FOMC Preview: Stocks May Turn Lower No Matter What the Fed Does
By:Ilya Spivak
Wall Street has set a high bar for the Federal Reserve as it gears up to begin lowering interest rates after a three-year battle with inflation. Benchmark Fed Funds futures price in the probability of double-sized 50-basis-point (bps) rate cut at 63%. The likelihood of a standard 25bps reduction stands at 37%.
Moreover, the markets envision 94bps in stimulus before the calendar turns the page on 2024. This implies a tilt toward four regular cuts spread over the year’s three remaining meetings—this month as well as in November and December. That means a 50bps cut is seen as likely at one of them, even if the move doesn’t materialize this week.

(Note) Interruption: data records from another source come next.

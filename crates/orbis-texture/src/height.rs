//! Texture options and the noise-to-surface-height mapping.

use glam::Vec3;
use serde::{Deserialize, Serialize};

use crate::noise::NoiseField;
use crate::shimmer::FINE_NOISE_SCALE;

/// Smallest water depth accepted after sanitizing.
pub const MIN_WATER_DEPTH: f64 = 1e-3;

/// User-facing synthesis options, replaced wholesale on every redraw.
#[derive(Clone, Copy, Debug, PartialEq, Serialize, Deserialize)]
#[serde(default)]
pub struct TextureOptions {
    /// Multiplier applied to vertex positions before sampling noise.
    pub noise_scale: f64,
    /// Gain on the floor-to-ceiling span.
    pub magnitude: f64,
    /// Minimum surface height ("sea floor"), in `[0, 1]`.
    pub floor: f64,
    /// Upper reference height, in `[0, 1]`.
    pub ceiling: f64,
    /// Height of the water column above the floor. Must be positive.
    pub water_depth: f64,
}

impl Default for TextureOptions {
    fn default() -> Self {
        Self {
            noise_scale: 1.2,
            magnitude: 1.0,
            floor: 0.2,
            ceiling: 1.0,
            water_depth: 0.05,
        }
    }
}

impl TextureOptions {
    /// Land/water cutoff: `floor + water_depth`.
    pub fn water_level(&self) -> f64 {
        self.floor + self.water_depth
    }

    /// Scale applied to raw noise: `|ceiling - floor| * magnitude`.
    pub fn mid_scale(&self) -> f64 {
        (self.ceiling - self.floor).abs() * self.magnitude
    }

    /// Returns `true` if every documented bound holds.
    pub fn is_within_bounds(&self) -> bool {
        *self == self.sanitized()
    }

    /// Clamp every field into its documented range.
    ///
    /// Non-finite values fall back to the default for that field. Synthesis
    /// never rejects options; a clamped value just paints differently.
    pub fn sanitized(&self) -> Self {
        let defaults = Self::default();
        let finite_or = |v: f64, fallback: f64| if v.is_finite() { v } else { fallback };
        Self {
            noise_scale: finite_or(self.noise_scale, defaults.noise_scale),
            magnitude: finite_or(self.magnitude, defaults.magnitude),
            floor: finite_or(self.floor, defaults.floor).clamp(0.0, 1.0),
            ceiling: finite_or(self.ceiling, defaults.ceiling).clamp(0.0, 1.0),
            water_depth: finite_or(self.water_depth, defaults.water_depth).max(MIN_WATER_DEPTH),
        }
    }
}

/// Map a raw noise sample to a paintable height in `[0, 1]`.
///
/// ```text
/// mid    = |ceiling - floor| * magnitude
/// height = min(1, floor + clamp(sample * mid, 0, 1))
/// ```
///
/// Only scales up from `floor`, so every point sits at least at the sea floor.
pub fn surface_height(sample: f64, options: &TextureOptions) -> f64 {
    let raised = (sample * options.mid_scale()).clamp(0.0, 1.0);
    let raised = if raised.is_nan() { 0.0 } else { raised };
    (options.floor + raised).min(1.0)
}

/// Per-pass height sampling: a noise field plus one set of options, with the
/// derived constants computed once.
pub struct HeightMapper<'a> {
    noise: &'a NoiseField,
    options: TextureOptions,
    water_level: f64,
}

impl<'a> HeightMapper<'a> {
    /// Bundle `noise` with `options` for one synthesis pass.
    pub fn new(noise: &'a NoiseField, options: TextureOptions) -> Self {
        Self {
            noise,
            water_level: options.water_level(),
            options,
        }
    }

    /// Height for a raw noise sample.
    pub fn height(&self, sample: f64) -> f64 {
        surface_height(sample, &self.options)
    }

    /// Height of the surface at a vertex position.
    pub fn vertex_height(&self, position: Vec3) -> f64 {
        self.height(self.raw_noise(position))
    }

    /// Raw noise at a vertex position, scaled by `noise_scale`.
    pub fn raw_noise(&self, position: Vec3) -> f64 {
        self.noise
            .sample(position.as_dvec3() * self.options.noise_scale)
    }

    /// High-frequency noise at a vertex, effectively white noise across
    /// neighboring vertices. Drives the water shimmer.
    pub fn fine_noise(&self, position: Vec3) -> f64 {
        self.noise
            .sample(position.as_dvec3() * self.options.noise_scale * FINE_NOISE_SCALE)
    }

    /// Land/water cutoff for this pass.
    pub fn water_level(&self) -> f64 {
        self.water_level
    }

    /// Returns `true` if `height` is below the water level.
    pub fn is_water(&self, height: f64) -> bool {
        height < self.water_level
    }

    /// The options this pass was built from.
    pub fn options(&self) -> &TextureOptions {
        &self.options
    }
}

#[cfg(test)]
mod tests {
    use super::*;

    fn options() -> TextureOptions {
        TextureOptions {
            noise_scale: 1.0,
            magnitude: 1.0,
            floor: 0.2,
            ceiling: 1.0,
            water_depth: 0.05,
        }
    }

    #[test]
    fn test_zero_sample_sits_on_floor() {
        assert_eq!(surface_height(0.0, &options()), 0.2);
    }

    #[test]
    fn test_huge_sample_saturates_at_one() {
        assert_eq!(surface_height(1.0e9, &options()), 1.0);
    }

    #[test]
    fn test_negative_sample_never_goes_below_floor() {
        assert_eq!(surface_height(-0.7, &options()), 0.2);
    }

    #[test]
    fn test_mid_range_scales_by_span_and_magnitude() {
        let opts = TextureOptions {
            magnitude: 0.5,
            ..options()
        };
        // mid = 0.8 * 0.5 = 0.4; 0.5 * 0.4 = 0.2
        assert!((surface_height(0.5, &opts) - 0.4).abs() < 1e-12);
    }

    #[test]
    fn test_height_always_in_unit_range() {
        let opts = TextureOptions {
            floor: 0.9,
            magnitude: 10.0,
            ..options()
        };
        for i in -100..=100 {
            let h = surface_height(i as f64 * 0.05, &opts);
            assert!((0.0..=1.0).contains(&h), "height {h} out of range");
        }
    }

    #[test]
    fn test_water_level() {
        assert!((options().water_level() - 0.25).abs() < 1e-12);
    }

    #[test]
    fn test_sanitize_clamps_out_of_range() {
        let wild = TextureOptions {
            noise_scale: f64::NAN,
            magnitude: 2.0,
            floor: -0.5,
            ceiling: 3.0,
            water_depth: 0.0,
        };
        assert!(!wild.is_within_bounds());
        let clean = wild.sanitized();
        assert_eq!(clean.noise_scale, TextureOptions::default().noise_scale);
        assert_eq!(clean.magnitude, 2.0);
        assert_eq!(clean.floor, 0.0);
        assert_eq!(clean.ceiling, 1.0);
        assert_eq!(clean.water_depth, MIN_WATER_DEPTH);
        assert!(clean.is_within_bounds());
    }

    #[test]
    fn test_default_options_are_valid() {
        assert!(TextureOptions::default().is_within_bounds());
    }

    #[test]
    fn test_mapper_uses_scaled_noise() {
        let noise = NoiseField::with_seed(11);
        let opts = TextureOptions {
            noise_scale: 2.0,
            ..options()
        };
        let mapper = HeightMapper::new(&noise, opts);
        let p = Vec3::new(0.3, 0.4, 0.5);
        let expected = noise.sample(p.as_dvec3() * 2.0);
        assert_eq!(mapper.raw_noise(p), expected);
        assert_eq!(mapper.vertex_height(p), surface_height(expected, &opts));
    }

    #[test]
    fn test_mapper_water_classification() {
        let noise = NoiseField::default();
        let mapper = HeightMapper::new(&noise, options());
        assert!(mapper.is_water(0.2));
        assert!(mapper.is_water(0.2499));
        assert!(!mapper.is_water(0.2501));
        assert!(!mapper.is_water(0.8));
    }
}
//! Pre-rendered raster animation: N frames stacked in one tall strip, copied
//! back into the live surface at a fixed rate.
//!
//! Painting every frame up front trades memory (N full-size copies) for a
//! per-tick cost of a single row-window copy.

use std::time::{Duration, Instant};

use orbis_raster::{FrameView, ImageSurface, RasterError, RasterSurface};

// ---------------------------------------------------------------------------
// PlaybackState
// ---------------------------------------------------------------------------

/// Where playback is in the loop.
#[derive(Clone, Copy, Debug, Default, PartialEq, Eq)]
pub struct PlaybackState {
    /// Frame copied by the next advance, in `[0, frame_count)`.
    pub current_frame: u32,
    /// When the last advance happened. `None` until the first one, so the
    /// first update always advances.
    pub last_advance: Option<Instant>,
}

// ---------------------------------------------------------------------------
// AnimationStrip
// ---------------------------------------------------------------------------

/// Owns a source surface and a strip of `frame_count` pre-rendered variants.
///
/// Frame `i` occupies strip rows `[i * H, (i + 1) * H)` where `H` is the
/// source height. Call [`update`](Self::update) once per host tick.
pub struct AnimationStrip {
    source: ImageSurface,
    strip: ImageSurface,
    frame_count: u32,
    fps: f64,
    interval: Duration,
    playback: PlaybackState,
}

impl AnimationStrip {
    /// Allocate a strip for `frame_count` frames of `source`, played at `fps`.
    ///
    /// A frame count of 0 is treated as 1 (a still image). A rate that is not
    /// positive, not finite, or too slow for its frame interval to fit in a
    /// [`Duration`] falls back to one loop per second. Every frame starts
    /// as a copy of `source`.
    pub fn new(source: ImageSurface, frame_count: u32, fps: f64) -> Result<Self, RasterError> {
        let frame_count = frame_count.max(1);
        let (width, height) = source.dimensions();
        let strip_height = height
            .checked_mul(frame_count)
            .ok_or(RasterError::InvalidDimensions {
                width,
                height: u32::MAX,
            })?;
        let strip = ImageSurface::new(width, strip_height)?;

        let (fps, interval) = playback_rate(fps, frame_count);
        let mut anim = Self {
            source,
            strip,
            frame_count,
            fps,
            interval,
            playback: PlaybackState::default(),
        };
        anim.seed_frames();
        Ok(anim)
    }

    /// Allocate a strip that plays one full loop per second.
    pub fn with_default_rate(source: ImageSurface, frame_count: u32) -> Result<Self, RasterError> {
        Self::new(source, frame_count, f64::from(frame_count.max(1)))
    }

    /// Start over: every frame becomes a copy of the current source and
    /// playback restarts from frame 0. The strip is reallocated only when the
    /// frame count changes.
    pub fn reset(&mut self, frame_count: u32, fps: f64) -> Result<(), RasterError> {
        let frame_count = frame_count.max(1);
        if frame_count != self.frame_count {
            let (width, height) = self.source.dimensions();
            let strip_height =
                height
                    .checked_mul(frame_count)
                    .ok_or(RasterError::InvalidDimensions {
                        width,
                        height: u32::MAX,
                    })?;
            self.strip = ImageSurface::new(width, strip_height)?;
            self.frame_count = frame_count;
        }
        (self.fps, self.interval) = playback_rate(fps, frame_count);
        self.playback = PlaybackState::default();
        self.seed_frames();
        Ok(())
    }

    /// Paint every frame. `paint` is called once per frame index in order,
    /// each time with a view clipped to that frame, so the callback draws in
    /// source coordinates without knowing where the frame lives in the strip.
    pub fn draw_all_frames<F>(&mut self, mut paint: F)
    where
        F: FnMut(u32, &mut FrameView<'_, ImageSurface>),
    {
        let frame_height = self.source.height();
        for frame in 0..self.frame_count {
            let mut view = FrameView::new(&mut self.strip, frame * frame_height, frame_height);
            paint(frame, &mut view);
        }
    }

    /// Advance playback using the wall clock. Returns `true` if the source
    /// surface changed.
    pub fn update(&mut self) -> bool {
        self.update_at(Instant::now())
    }

    /// Advance playback as of `now`.
    ///
    /// If at least one frame interval has passed since the last advance (or
    /// there was none), copy the current frame into the source, step to the
    /// next frame and return `true`. Never advances more than one frame per
    /// call, however long the gap.
    pub fn update_at(&mut self, now: Instant) -> bool {
        let due = match self.playback.last_advance {
            Some(last) => now.saturating_duration_since(last) >= self.frame_interval(),
            None => true,
        };
        if !due {
            return false;
        }

        self.present_frame(self.playback.current_frame);
        self.playback.current_frame = (self.playback.current_frame + 1) % self.frame_count;
        self.playback.last_advance = Some(now);
        true
    }

    /// Copy frame `frame` (wrapped to the frame count) into the source
    /// without touching playback state.
    pub fn present_frame(&mut self, frame: u32) {
        let frame_height = self.source.height();
        let frame = frame % self.frame_count;
        self.source
            .copy_rows_from(&self.strip, frame * frame_height, 0, frame_height);
    }

    /// Minimum time between two advances.
    pub fn frame_interval(&self) -> Duration {
        self.interval
    }

    /// The live surface the host uploads.
    pub fn source(&self) -> &ImageSurface {
        &self.source
    }

    /// Mutable access to the live surface.
    pub fn source_mut(&mut self) -> &mut ImageSurface {
        &mut self.source
    }

    /// The full strip of pre-rendered frames.
    pub fn strip(&self) -> &ImageSurface {
        &self.strip
    }

    /// Number of frames in the loop (at least 1).
    pub fn frame_count(&self) -> u32 {
        self.frame_count
    }

    /// Playback rate in frames per second.
    pub fn fps(&self) -> f64 {
        self.fps
    }

    /// Frame copied by the next advance.
    pub fn current_frame(&self) -> u32 {
        self.playback.current_frame
    }

    /// Current playback state.
    pub fn playback(&self) -> PlaybackState {
        self.playback
    }

    /// Returns `true` if the loop has more than one frame.
    pub fn is_animated(&self) -> bool {
        self.frame_count > 1
    }

    /// Give up the strip and return the live surface.
    pub fn into_source(self) -> ImageSurface {
        self.source
    }

    fn seed_frames(&mut self) {
        let frame_height = self.source.height();
        for frame in 0..self.frame_count {
            self.strip
                .copy_rows_from(&self.source, 0, frame * frame_height, frame_height);
        }
    }
}

/// Effective rate and frame interval for a requested rate.
fn playback_rate(fps: f64, frame_count: u32) -> (f64, Duration) {
    if fps.is_finite() && fps > 0.0 {
        if let Ok(interval) = Duration::try_from_secs_f64(1.0 / fps) {
            return (fps, interval);
        }
    }
    let fallback = f64::from(frame_count.max(1));
    (fallback, Duration::from_secs_f64(1.0 / fallback))
}

// ---------------------------------------------------------------------------
// Tests
// ---------------------------------------------------------------------------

Looking further afield, 135bps in cuts are penciled in for 2025. The Fed meets eight times a year, so that amounts to an average of 17bps per meeting. To put it another way, the probability of a 25bps rate cut at any given Fed meeting next year is 68%, all else being equal.
This is a lot more dovish than the forecast issued by the U.S. central bank in June, the last time it updated official prognostications. Officials anticipated just one rate cut in 2024, then four of them in 2025. There seems to be little doubt that a revision closer to the markets’ disposition is ahead.
The key question for investors is whether Fed Chair Jerome Powell and company can deliver the right combination of policy change, forecast adjustment and forward guidance to appease twitchy financial markets. The path to such an outcome seems devilishly narrow as the rate-setting Federal Open Market Committee (FOMC) readies its verdict.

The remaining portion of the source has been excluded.